Research on AIDS virus and cancer wins Nobel Medicine Prize
October 6, 2008 STOCKHOLM (AFP) - French and German scientists credited with the discovery of the viruses behind AIDS and cervical cancer won Monday the Nobel Medicine Prize, the first of the prestigious awards to be announced this year.
France’s Francoise Barre-Sinoussi and Luc Montagnier, who shared one half of the award, discovered the human immunodeficiency virus (HIV) that causes AIDS by destroying immune cells, one of the biggest scourges of modern times.

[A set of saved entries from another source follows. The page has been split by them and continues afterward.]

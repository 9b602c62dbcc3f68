//! Integration tests exercising the document, history, and codec together
//! through the public API only.

use printlab_document::{
    deserialize_document, serialize_document, Alignment, Color, Document, History, LayerKind,
    Paint, ParentId, RectLayer, Reorder, TextLayer,
};

fn rect(w: f64, h: f64) -> LayerKind {
    LayerKind::Rect(RectLayer::new(w, h))
}

#[test]
fn test_full_editing_session_with_undo() {
    let mut history = History::new(Document::new(90.0, 50.0).unwrap());
    let initial = history.document().clone();

    let mut ids = Vec::new();
    for i in 0..3 {
        let mut captured = None;
        history
            .record(|doc| {
                let id = doc.add_layer(rect(10.0, 10.0), ParentId::Root)?;
                doc.translate(id, i as f64 * 15.0, 5.0)?;
                captured = Some(id);
                Ok(())
            })
            .unwrap();
        ids.push(captured.unwrap());
    }
    history
        .record(|doc| doc.group(&[ids[0], ids[1]]).map(|_| ()))
        .unwrap();
    history
        .record(|doc| doc.reorder(ids[2], Reorder::ToBack))
        .unwrap();

    // Five mutations; five undos restore the empty document.
    for _ in 0..5 {
        assert!(history.undo());
    }
    assert_eq!(history.document(), &initial);
    assert!(!history.can_undo());

    // Five redos restore the final state.
    for _ in 0..5 {
        assert!(history.redo());
    }
    assert_eq!(history.document().root_layers()[0], ids[2]);
}

#[test]
fn test_group_ungroup_round_trip_through_history() {
    let mut history = History::new(Document::new(210.0, 297.0).unwrap());
    let mut captured = (None, None);
    history
        .record(|doc| {
            let a = doc.add_layer(rect(30.0, 20.0), ParentId::Root)?;
            let b = doc.add_layer(rect(30.0, 20.0), ParentId::Root)?;
            doc.translate(a, 10.0, 10.0)?;
            doc.translate(b, 60.0, 40.0)?;
            captured = (Some(a), Some(b));
            Ok(())
        })
        .unwrap();
    let (a, b) = (captured.0.unwrap(), captured.1.unwrap());
    let before = history.document().clone();

    let mut group_id = None;
    history
        .record(|doc| {
            group_id = Some(doc.group(&[a, b])?);
            Ok(())
        })
        .unwrap();
    history
        .record(|doc| doc.ungroup(group_id.unwrap()).map(|_| ()))
        .unwrap();

    assert_eq!(history.document(), &before);
}

#[test]
fn test_mutated_document_survives_serialization() {
    let mut history = History::new(Document::new(90.0, 50.0).unwrap());
    history
        .record(|doc| {
            doc.set_background(Paint::solid(Color::rgb(250, 250, 240)));
            let title = doc.add_layer(
                LayerKind::Text(TextLayer::new("Jane Doe", 14.0)),
                ParentId::Root,
            )?;
            doc.rename(title, "Name")?;
            let frame = doc.add_layer(rect(86.0, 46.0), ParentId::Root)?;
            doc.translate(frame, 2.0, 2.0)?;
            doc.set_locked(frame, true)?;
            doc.reorder(frame, Reorder::ToBack)?;
            Ok(())
        })
        .unwrap();

    let json = serialize_document(history.document()).unwrap();
    let restored = deserialize_document(&json).unwrap();
    assert_eq!(&restored, history.document());
}

#[test]
fn test_align_is_one_undo_step() {
    let mut history = History::new(Document::new(90.0, 50.0).unwrap());
    let mut ids = Vec::new();
    history
        .record(|doc| {
            for i in 0..3 {
                let id = doc.add_layer(rect(10.0, 10.0), ParentId::Root)?;
                doc.translate(id, 5.0 + i as f64 * 20.0, i as f64 * 12.0)?;
                ids.push(id);
            }
            Ok(())
        })
        .unwrap();
    let scattered = history.document().clone();

    history
        .record(|doc| doc.align(&ids, Alignment::Top))
        .unwrap();
    for &id in &ids {
        assert_eq!(history.document().layer(id).unwrap().geometry.y, 0.0);
    }

    assert!(history.undo());
    assert_eq!(history.document(), &scattered);
}

#[test]
fn test_failed_mutation_never_dirties_document_or_history() {
    let mut history = History::new(Document::new(90.0, 50.0).unwrap());
    history
        .record(|doc| doc.add_layer(rect(10.0, 10.0), ParentId::Root).map(|_| ()))
        .unwrap();
    let clean = history.document().clone();

    // A multi-step edit failing halfway must discard all of its steps.
    let err = history
        .record(|doc| {
            let id = doc.add_layer(rect(5.0, 5.0), ParentId::Root)?;
            doc.translate(id, 1.0, 1.0)?;
            doc.set_size_mm(-10.0, 50.0)?;
            Ok(())
        })
        .unwrap_err();
    assert!(err.is_validation());
    assert_eq!(history.document(), &clean);
    assert!(history.undo());
    assert!(!history.can_undo());
}

mod properties {
    use super::*;
    use proptest::prelude::*;

    #[derive(Debug, Clone)]
    enum Edit {
        Add { x: f64, y: f64, w: f64, h: f64 },
        TranslateLast { dx: f64, dy: f64 },
        ToggleLastVisibility,
        RemoveLast,
    }

    fn edit_strategy() -> impl Strategy<Value = Edit> {
        prop_oneof![
            (0.0..100.0, 0.0..100.0, 1.0..50.0, 1.0..50.0)
                .prop_map(|(x, y, w, h)| Edit::Add { x, y, w, h }),
            (-20.0..20.0, -20.0..20.0).prop_map(|(dx, dy)| Edit::TranslateLast { dx, dy }),
            Just(Edit::ToggleLastVisibility),
            Just(Edit::RemoveLast),
        ]
    }

    fn apply(doc: &mut Document, edit: &Edit) -> printlab_core::Result<()> {
        match edit {
            Edit::Add { x, y, w, h } => {
                let id = doc.add_layer(rect(*w, *h), ParentId::Root)?;
                doc.translate(id, *x, *y)
            }
            Edit::TranslateLast { dx, dy } => match doc.root_layers().last().copied() {
                Some(id) => doc.translate(id, *dx, *dy),
                None => Ok(()),
            },
            Edit::ToggleLastVisibility => match doc.root_layers().last().copied() {
                Some(id) => {
                    let visible = doc.layer(id)?.visible;
                    doc.set_visible(id, !visible)
                }
                None => Ok(()),
            },
            Edit::RemoveLast => match doc.root_layers().last().copied() {
                Some(id) => doc.remove_layer(id),
                None => Ok(()),
            },
        }
    }

    proptest! {
        /// N undos invert any N recorded edits; N redos reapply them.
        #[test]
        fn undo_inverts_any_edit_sequence(edits in prop::collection::vec(edit_strategy(), 1..20)) {
            let mut history = History::new(Document::new(100.0, 100.0).unwrap());
            let initial = history.document().clone();
            for edit in &edits {
                history.record(|doc| apply(doc, edit)).unwrap();
            }
            let final_state = history.document().clone();

            for _ in 0..edits.len() {
                prop_assert!(history.undo());
            }
            prop_assert_eq!(history.document(), &initial);

            for _ in 0..edits.len() {
                prop_assert!(history.redo());
            }
            prop_assert_eq!(history.document(), &final_state);
        }

        /// Any document reachable through the mutation API round-trips
        /// through the codec unchanged.
        #[test]
        fn codec_round_trips_any_reachable_document(edits in prop::collection::vec(edit_strategy(), 0..20)) {
            let mut doc = Document::new(100.0, 100.0).unwrap();
            for edit in &edits {
                apply(&mut doc, edit).unwrap();
            }
            let json = serialize_document(&doc).unwrap();
            let restored = deserialize_document(&json).unwrap();
            prop_assert_eq!(restored, doc);
        }
    }
}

Harald zur Hausen of Germany went against current dogma and claimed that human papilloma virus (HPV) causes cervical cancer, the second most common cancer among women, the jury said.
The French pair’s HIV discovery was “one prerequisite for the current understanding of the biology of the disease and its antiretroviral treatment,” the Nobel citation said.
Their work “led to development of methods to diagnose infected patients and to screen blood products, which has limited the spread of the pandemic,” it said.
“The combination of prevention and treatment has substantially decreased spread of the disease and dramatically increased life expectancy among treated patients.”
AIDS -- acquired immune deficiency syndrome -- first came to public notice in 1981, when US doctors noted an unusual cluster of deaths among young homosexuals in California and New York.
It has since killed at least 25 million people, and 33 million others are living with the disease or harbouring HIV.